|
|
|
|
|
Neue Zürcher Zeitung, 26. 4.
2005 |
Marianne Zelger-Vogt |
Mozart: La clemenza di Tito, Zürich, April 2005
|
Mild oder schwach?
|
«La clemenza di Tito» von
Mozart im Zürcher Opernhaus |
|
So abwechslungsreich kann Geschichte sein: Nach
Nero (Monteverdi) und Julius Caesar (Händel) führt uns das Opernhaus Zürich
jetzt gleich noch einen römischen Kaiser vor, Titus Vespasian. Das jüngste
der drei Kaiser-Porträts stammt von Mozart und enthält Musik, die zum
Schönsten zählt, was dieser geschaffen hat. Doch dass «La clemenza di Tito»
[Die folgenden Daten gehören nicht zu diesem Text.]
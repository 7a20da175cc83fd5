#![allow(dead_code)]

use std::{
    ffi::{CString, c_int, c_void},
    path::{Path, PathBuf},
};

use chatvfs::{PageLayout, crypto::keys::PageKey, crypto::page::encrypt_page};
use libsqlite3_sys::*;

pub const PAGE: usize = 4096;

/// Served-form pages with a per-page byte pattern; page 0 starts with
/// `header`, which lands at the start of its encrypted span on disk.
pub fn plaintext(pages: usize, seed: u8, header: &[u8]) -> Vec<u8> {
    let mut out: Vec<u8> = (0..pages * PAGE)
        .map(|i| (i as u8).wrapping_mul(seed).wrapping_add(i as u8 / 3))
        .collect();
    out[..header.len()].copy_from_slice(header);
    out
}

/// Encrypt `plain` page by page, IV derived from page index and seed.
pub fn encrypt(plain: &[u8], key: &PageKey, seed: u8) -> Vec<u8> {
    let layout = PageLayout::default();
    let mut out = vec![0u8; plain.len()];
    for (i, (src, dst)) in plain.chunks(PAGE).zip(out.chunks_mut(PAGE)).enumerate() {
        let iv = [seed ^ i as u8; 16];
        encrypt_page(src, dst, key, &iv, &layout, i as u64).unwrap();
    }
    out
}

/// Expected bytes served by the shim for an encrypted file: the raw
/// reserve follows each payload and page 0 ends in a zeroed tail.
pub fn served(plain: &[u8], raw: &[u8]) -> Vec<u8> {
    let layout = PageLayout::default();
    let mut out = plain.to_vec();
    for p in 0..plain.len() / PAGE {
        let base = p * PAGE;
        let end = base + PAGE;
        let payload_end = base + layout.cipher_len(p == 0);
        let reserve_end = payload_end + layout.reserve_size;
        out[payload_end..reserve_end].copy_from_slice(&raw[end - layout.reserve_size..end]);
        out[reserve_end..end].fill(0);
    }
    out
}

/// Build a real SQLite database whose pages keep the trailing 80 bytes
/// free, so it survives being encrypted page by page. Returns its bytes.
pub fn sqlite_database(path: &Path, sql: &str) -> Vec<u8> {
    let layout = PageLayout::default();
    {
        let conn = rusqlite::Connection::open(path).unwrap();
        conn.execute_batch("PRAGMA page_size = 4096;").unwrap();
        let mut reserve = layout.reserve_size as c_int;
        let rc = unsafe {
            sqlite3_file_control(
                conn.handle(),
                c"main".as_ptr(),
                SQLITE_FCNTL_RESERVE_BYTES,
                (&mut reserve as *mut c_int).cast(),
            )
        };
        assert_eq!(rc, SQLITE_OK);
        conn.execute_batch(sql).unwrap();
    }
    let bytes = std::fs::read(path).unwrap();
    assert_eq!(bytes.len() % PAGE, 0);
    assert_eq!(bytes[20] as usize, layout.reserve_size, "reserve bytes not applied");
    bytes
}

pub fn write_fixture(dir: &Path, name: &str, bytes: &[u8]) -> PathBuf {
    let path = dir.join(name);
    std::fs::write(&path, bytes).unwrap();
    path
}

/// A file opened directly through a registered VFS, bypassing the pager.
pub struct RawHandle {
    /// `u64` storage keeps the `sqlite3_file` pointer-aligned.
    buf: Vec<u64>,
}

impl RawHandle {
    pub fn open(vfs_name: &str, path: &Path) -> Result<Self, c_int> {
        let c_vfs = CString::new(vfs_name).unwrap();
        let c_path = CString::new(path.to_str().unwrap()).unwrap();
        unsafe {
            let vfs = sqlite3_vfs_find(c_vfs.as_ptr());
            assert!(!vfs.is_null(), "vfs {vfs_name} not registered");
            let mut buf = vec![0u64; ((*vfs).szOsFile as usize).div_ceil(8)];
            let file = buf.as_mut_ptr() as *mut sqlite3_file;
            let mut out_flags = 0;
            let rc = ((*vfs).xOpen.unwrap())(
                vfs,
                c_path.as_ptr(),
                file,
                SQLITE_OPEN_READONLY | SQLITE_OPEN_MAIN_DB,
                &mut out_flags,
            );
            if rc != SQLITE_OK {
                return Err(rc);
            }
            Ok(Self { buf })
        }
    }

    fn file(&mut self) -> *mut sqlite3_file {
        self.buf.as_mut_ptr() as *mut sqlite3_file
    }

    fn methods(&self) -> &sqlite3_io_methods {
        unsafe { &*(*(self.buf.as_ptr() as *const sqlite3_file)).pMethods }
    }

    pub fn read(&mut self, offset: i64, len: usize) -> (c_int, Vec<u8>) {
        let mut out = vec![0xCCu8; len];
        let f = self.file();
        let rc = unsafe {
            (self.methods().xRead.unwrap())(f, out.as_mut_ptr() as *mut c_void, len as c_int, offset)
        };
        (rc, out)
    }

    pub fn write(&mut self, offset: i64, data: &[u8]) -> c_int {
        let f = self.file();
        unsafe {
            (self.methods().xWrite.unwrap())(
                f,
                data.as_ptr() as *const c_void,
                data.len() as c_int,
                offset,
            )
        }
    }

    pub fn truncate(&mut self, size: i64) -> c_int {
        let f = self.file();
        unsafe { (self.methods().xTruncate.unwrap())(f, size) }
    }

    pub fn file_size(&mut self) -> (c_int, i64) {
        let f = self.file();
        let mut size = 0i64;
        let rc = unsafe { (self.methods().xFileSize.unwrap())(f, &mut size) };
        (rc, size)
    }

    pub fn sector_size(&mut self) -> c_int {
        let f = self.file();
        unsafe { (self.methods().xSectorSize.unwrap())(f) }
    }

    pub fn lock(&mut self, level: c_int) -> c_int {
        let f = self.file();
        unsafe { (self.methods().xLock.unwrap())(f, level) }
    }

    pub fn unlock(&mut self, level: c_int) -> c_int {
        let f = self.file();
        unsafe { (self.methods().xUnlock.unwrap())(f, level) }
    }

    pub fn check_reserved_lock(&mut self) -> (c_int, c_int) {
        let f = self.file();
        let mut out = 0;
        let rc = unsafe { (self.methods().xCheckReservedLock.unwrap())(f, &mut out) };
        (rc, out)
    }
}

impl Drop for RawHandle {
    fn drop(&mut self) {
        let f = self.file();
        unsafe {
            if !(*f).pMethods.is_null() {
                ((*(*f).pMethods).xClose.unwrap())(f);
            }
        }
    }
}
parallel zur «Zauberflöte» entstanden und im selben Jahr, 1791, uraufgeführt
worden ist, lässt sich schwer begreifen. Erklärbar ist es durch die Umstände
der Entstehung: Bei «La clemenza di Tito» handelt es sich um einen Auftrag
der böhmischen Stände anlässlich der Prager Königskrönung von Kaiser Leopold
II. Mit einer Opera seria nach der mehrfach vertonten Textvorlage
Metastasios sollte dem neuen Herrscher gehuldigt werden, zu einem Zeitpunkt
allerdings, da Frankreich schon die Revolution erlebt hatte und die Opera
seria als Gattung längst passé war. Begreiflich also, dass die zur Krönung
in Prag versammelte Aristokratie eine Huldigungsoper, die den römischen
Kaiser für seine Milde gegenüber Verrätern und Attentätern preist, als
Provokation empfand und dass erst die späteren Vorstellungen vor lokalem
Publikum Beifall fanden.
Bei dieser werkgeschichtlichen Konstellation setzt die Zürcher
Neuinszenierung von «Tito» an. Dass Mozart die Secco-Rezitative nicht selber
komponiert hat, führen die Verantwortlichen weniger auf Zeitdruck als auf
mangelndes Interesse Mozarts gegenüber einer veralteten Form beziehungsweise
auf die Verlagerung seines Interesses vom Seria-Schema auf das
psychologische Drama zurück. Deshalb werden in der Zürcher Aufführung die
Secco-Rezitative durch gesprochene Dialoge ersetzt, in einer von Iso
Camartin erstellten Fassung, welche den Librettotext Mazzolàs massiv kürzt
und auf die inneren Konflikte der Figuren zuspitzt (wobei die kleine Rolle
des Publio trotz Günther Groissböcks darstellerischer Präsenz vollends
bedeutungslos wird). Der Ansatz hat einiges für sich, wirkt jedoch nicht
konsequent genug realisiert. Die Sänger sprechen die Texte mit jenem
pathetischen Beiklang, der in der Oper verbreitet ist, aber dem auf
Natürlichkeit und Schlichtheit angelegten Inszenierungskonzept widerspricht.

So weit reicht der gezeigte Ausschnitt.